**DIRECTIONS:**
Return the records below character for character.

(Stored data entries)
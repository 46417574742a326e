//! Application state management.
//!
//! Defines the state passed to all Axum handlers via the `State` extractor.
//! Everything a handler needs is reachable through the ceremony service, so
//! the state is a single `Arc` and cheap to clone per request.

use crate::ceremony::CeremonyService;
use crate::domain::MetricsPtr;
use std::sync::Arc;

/// Shared application state passed to all Axum handlers.
///
/// Built once in `create_router()` and never mutated afterwards. Handlers
/// depend on the service's operations, not on concrete backends.
#[derive(Clone)]
pub(crate) struct AppState {
    /// Ceremony engine: challenges, verification and session binding.
    service: Arc<CeremonyService>,
}

impl AppState {
    // ---
    pub fn new(service: Arc<CeremonyService>) -> Self {
        AppState { service }
    }

    pub(crate) fn service(&self) -> &CeremonyService {
        // ---
        &self.service
    }

    pub(crate) fn metrics(&self) -> &MetricsPtr {
        // ---
        self.service.metrics()
    }
}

**ANSWER SPACE:**
repository 46417574742a326e
//! Application state management.
//!
//! Defines the state passed to all Axum handlers via the `State` extractor.
//! Everything a handler needs is reachable through the ceremony service, so
//! the state is a single `Arc` and cheap to clone per request.

use crate::ceremony::CeremonyService;
use crate::domain::MetricsPtr;
use std::sync::Arc;

/// Shared application state passed to all Axum handlers.
///
/// Built once in `create_router()` and never mutated afterwards. Handlers
/// depend on the service's operations, not on concrete backends.
#[derive(Clone)]
pub(crate) struct AppState {
    /// Ceremony engine: challenges, verification and session binding.
    service: Arc<CeremonyService>,
}

impl AppState {
    // ---
    pub fn new(service: Arc<CeremonyService>) -> Self {
        AppState { service }
    }

    pub(crate) fn service(&self) -> &CeremonyService {
        // ---
        &self.service
    }

    pub(crate) fn metrics(&self) -> &MetricsPtr {
        // ---
        self.service.metrics()
    }
}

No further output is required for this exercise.